(Collected data entries)

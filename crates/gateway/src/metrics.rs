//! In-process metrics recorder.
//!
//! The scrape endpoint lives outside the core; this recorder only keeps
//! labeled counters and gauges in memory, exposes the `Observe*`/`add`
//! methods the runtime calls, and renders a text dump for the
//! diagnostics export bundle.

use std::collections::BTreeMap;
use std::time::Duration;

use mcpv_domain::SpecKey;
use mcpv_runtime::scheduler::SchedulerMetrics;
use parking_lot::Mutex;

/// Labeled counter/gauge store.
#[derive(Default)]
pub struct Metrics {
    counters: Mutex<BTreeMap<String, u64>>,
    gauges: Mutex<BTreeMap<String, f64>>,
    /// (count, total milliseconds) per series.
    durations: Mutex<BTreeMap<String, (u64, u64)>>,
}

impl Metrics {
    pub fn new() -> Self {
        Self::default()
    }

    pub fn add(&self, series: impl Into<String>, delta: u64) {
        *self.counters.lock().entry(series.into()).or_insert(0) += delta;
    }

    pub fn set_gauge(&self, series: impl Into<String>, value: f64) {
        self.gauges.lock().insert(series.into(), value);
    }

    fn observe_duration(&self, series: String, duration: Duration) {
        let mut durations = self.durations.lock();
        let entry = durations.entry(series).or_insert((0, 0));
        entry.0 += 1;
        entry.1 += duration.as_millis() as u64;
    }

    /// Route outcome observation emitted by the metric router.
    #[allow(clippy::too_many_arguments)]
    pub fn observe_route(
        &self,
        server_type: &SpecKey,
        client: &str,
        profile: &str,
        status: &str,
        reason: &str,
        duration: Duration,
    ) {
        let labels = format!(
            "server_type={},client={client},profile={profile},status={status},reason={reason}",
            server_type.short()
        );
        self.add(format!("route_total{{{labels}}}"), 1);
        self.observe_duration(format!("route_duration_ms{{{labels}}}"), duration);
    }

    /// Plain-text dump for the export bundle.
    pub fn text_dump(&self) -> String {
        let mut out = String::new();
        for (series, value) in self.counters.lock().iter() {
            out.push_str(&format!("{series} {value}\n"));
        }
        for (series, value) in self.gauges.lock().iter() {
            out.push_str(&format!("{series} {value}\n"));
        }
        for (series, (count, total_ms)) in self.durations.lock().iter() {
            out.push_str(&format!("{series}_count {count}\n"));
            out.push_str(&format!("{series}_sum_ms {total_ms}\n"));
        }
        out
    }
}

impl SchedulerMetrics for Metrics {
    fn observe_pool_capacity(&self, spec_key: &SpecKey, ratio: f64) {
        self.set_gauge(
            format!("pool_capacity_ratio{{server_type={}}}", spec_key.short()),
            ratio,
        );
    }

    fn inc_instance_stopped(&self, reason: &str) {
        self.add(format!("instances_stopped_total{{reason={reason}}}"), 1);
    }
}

Exercise description: The full set of records should be duplicated exactly.

Response to this exercise:
filename crates/gateway/src/metrics.rs
//! In-process metrics recorder.
//!
//! The scrape endpoint lives outside the core; this recorder only keeps
//! labeled counters and gauges in memory, exposes the `Observe*`/`add`
//! methods the runtime calls, and renders a text dump for the
//! diagnostics export bundle.

use std::collections::BTreeMap;
use std::time::Duration;

use mcpv_domain::SpecKey;
use mcpv_runtime::scheduler::SchedulerMetrics;
use parking_lot::Mutex;

/// Labeled counter/gauge store.
#[derive(Default)]
pub struct Metrics {
    counters: Mutex<BTreeMap<String, u64>>,
    gauges: Mutex<BTreeMap<String, f64>>,
    /// (count, total milliseconds) per series.
    durations: Mutex<BTreeMap<String, (u64, u64)>>,
}

impl Metrics {
    pub fn new() -> Self {
        Self::default()
    }

    pub fn add(&self, series: impl Into<String>, delta: u64) {
        *self.counters.lock().entry(series.into()).or_insert(0) += delta;
    }

    pub fn set_gauge(&self, series: impl Into<String>, value: f64) {
        self.gauges.lock().insert(series.into(), value);
    }

    fn observe_duration(&self, series: String, duration: Duration) {
        let mut durations = self.durations.lock();
        let entry = durations.entry(series).or_insert((0, 0));
        entry.0 += 1;
        entry.1 += duration.as_millis() as u64;
    }

    /// Route outcome observation emitted by the metric router.
    #[allow(clippy::too_many_arguments)]
    pub fn observe_route(
        &self,
        server_type: &SpecKey,
        client: &str,
        profile: &str,
        status: &str,
        reason: &str,
        duration: Duration,
    ) {
        let labels = format!(
            "server_type={},client={client},profile={profile},status={status},reason={reason}",
            server_type.short()
        );
        self.add(format!("route_total{{{labels}}}"), 1);
        self.observe_duration(format!("route_duration_ms{{{labels}}}"), duration);
    }

    /// Plain-text dump for the export bundle.
    pub fn text_dump(&self) -> String {
        let mut out = String::new();
        for (series, value) in self.counters.lock().iter() {
            out.push_str(&format!("{series} {value}\n"));
        }
        for (series, value) in self.gauges.lock().iter() {
            out.push_str(&format!("{series} {value}\n"));
        }
        for (series, (count, total_ms)) in self.durations.lock().iter() {
            out.push_str(&format!("{series}_count {count}\n"));
            out.push_str(&format!("{series}_sum_ms {total_ms}\n"));
        }
        out
    }
}

impl SchedulerMetrics for Metrics {
    fn observe_pool_capacity(&self, spec_key: &SpecKey, ratio: f64) {
        self.set_gauge(
            format!("pool_capacity_ratio{{server_type={}}}", spec_key.short()),
            ratio,
        );
    }

    fn inc_instance_stopped(&self, reason: &str) {
        self.add(format!("instances_stopped_total{{reason={reason}}}"), 1);
    }
}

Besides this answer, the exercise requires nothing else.